# Training an agent to play Super Mario using player recorderd data

In this exercise you will learn how to use player generated data to train a neural network to play Super Mario. The results will be evaluated against the results from the Q_Learner exercise. 

## 1. Generating data
First, you will have to generate some data for the neural network to train with.
You will have the most fun playing with a USB-Controller but if you have none, you can set the following variable to false to use the keyboard:

In [2]:
USE_GAMEPAD = False

Gamepad Controlls Xbox(Playstation):<br>
A(X): Jump<br>
B(O): Run<br>
Dpad Right: Move Right<br>
Dpad Left: Move Left<br>
Dpad Down: Duck<br>

Keyboard Controlls:<br>
S: Jump<br>
A: Run<br>
Arrowkey Right: Move Right<br>
Arrowkey Left: Move Left<br>
Arrowkey Down: Duck<br>
G: Deactivate Matrix Grid<br>

In [3]:
import os
import subprocess
from d3rlpy.dataset import MDPDataset
from gym_setup import Env
from gamepad_controller import GamepadController
from keyboard_controller import KeyboardController
import numpy as np

level = os.path.join("levels", "RoughTerrainLevel.lvl") # TODO: Use a very easy level for this exercise

try:
    with subprocess.Popen(['java', '-jar', 'server.jar'], shell=True) as server:
        env = Env(visible=True, port=8080, level=level, run_server=False).env
        if USE_GAMEPAD:
            controller = GamepadController(env)
        else:
            controller = KeyboardController(env)
        while True:
            observation = env.reset()
            done = False
            action = controller.read()

            observations = [observation]
            actions = [action]
            rewards = [0]  # No reward at first time step, because no action was taken yet
            terminals = [done]

            while not done:
                observation, reward, done, info = env.step(action)
                action = controller.read()

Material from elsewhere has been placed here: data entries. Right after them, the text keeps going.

use serde::Serialize;

use super::gps::{GpsCoordinate, resolve_coordinates};
use super::reader::*;
use crate::geocode::Place;

/// Typed view of one image's capture metadata.
///
/// Every field is optional; absence is rendered as an "unknown" sentinel at
/// formatting time, never stored here.
#[derive(Debug, Clone, Default, PartialEq, Serialize)]
pub struct ExifRecord {
    pub make: Option<String>,
    pub model: Option<String>,
    pub iso: Option<u32>,
    /// Millimetres, rounded to 2 decimal places.
    pub focal_length: Option<f64>,
    /// Rounded to 2 decimal places.
    pub f_number: Option<f64>,
    /// Kept as stored; reduced to `1 / n` only for display.
    pub exposure_time: Option<Rational>,
    pub orientation: Option<u32>,
    pub gps: Option<GpsCoordinate>,
    pub place: Option<Place>,
}

impl ExifRecord {
    /// Build the record from decoded metadata. `place` is left empty; it is
    /// filled in by [`ExifRecord::with_place`] once a lookup has run.
    pub fn from_raw(raw: &RawMetadata) -> Self {
        Self {
            make: text(raw.get(TAG_MAKE)),
            model: text(raw.get(TAG_MODEL)),
            iso: integer(raw.get(TAG_ISO)),
            focal_length: decimal(raw.get(TAG_FOCAL_LENGTH)),
            f_number: decimal(raw.get(TAG_F_NUMBER)),
            exposure_time: rational(raw.get(TAG_EXPOSURE_TIME)),
            orientation: integer(raw.get(TAG_ORIENTATION)),
            gps: resolve_coordinates(raw),
            place: None,
        }
    }

    pub fn with_place(self, place: Option<Place>) -> Self {
        Self { place, ..self }
    }
}

/// Round half to even at 2 decimal places.
pub(crate) fn round2(value: f64) -> f64 {
    (value * 100.0).round_ties_even() / 100.0
}

fn text(value: Option<&RawValue>) -> Option<String> {
    match value? {
        RawValue::Text(s) if !s.is_empty() => Some(s.clone()),
        _ => None,
    }
}

fn integer(value: Option<&RawValue>) -> Option<u32> {
    match value? {
        RawValue::Integer(v) => Some(*v),
        _ => None,
    }
}

fn rational(value: Option<&RawValue>) -> Option<Rational> {
    match value? {
        RawValue::Rational(r) => Some(*r),
        RawValue::Rationals(v) => v.first().copied(),
        _ => None,
    }
}

fn decimal(value: Option<&RawValue>) -> Option<f64> {
    let value = match value? {
        RawValue::Integer(v) => *v as f64,
        other => rational(Some(other))?.to_f64()?,
    };
    Some(round2(value))
}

                observations.append(observation)
                actions.append(action)
                rewards.append(reward)
                terminals.append(done)

            dataset_path = os.path.join("data", "datasets", os.path.split(level)[1] + ".h5")
            if os.path.isfile(dataset_path):
                dataset = MDPDataset.load(dataset_path)
                dataset.append(np.asarray(observations), np.asarray(actions), np.asarray(rewards),
                                np.asarray(terminals))
            else:
                dataset = MDPDataset(np.asarray(observations), np.asarray(actions), np.asarray(rewards),
                                        np.asarray(terminals), discrete_action=True)
            dataset.dump(dataset_path)
            stats = dataset.compute_stats()
            mean = stats['return']['mean']
            std = stats['return']['std']
            print(f'mean: {mean}, std: {std}')
except ConnectionResetError:
    # Finish
    pass


## 2. Use the generated data to train a policy
Now that you have generated some data for the neural network to train with, let's begin with the training.
For the purpose of this exercise we will use the Offline RL Python library d3rlpy.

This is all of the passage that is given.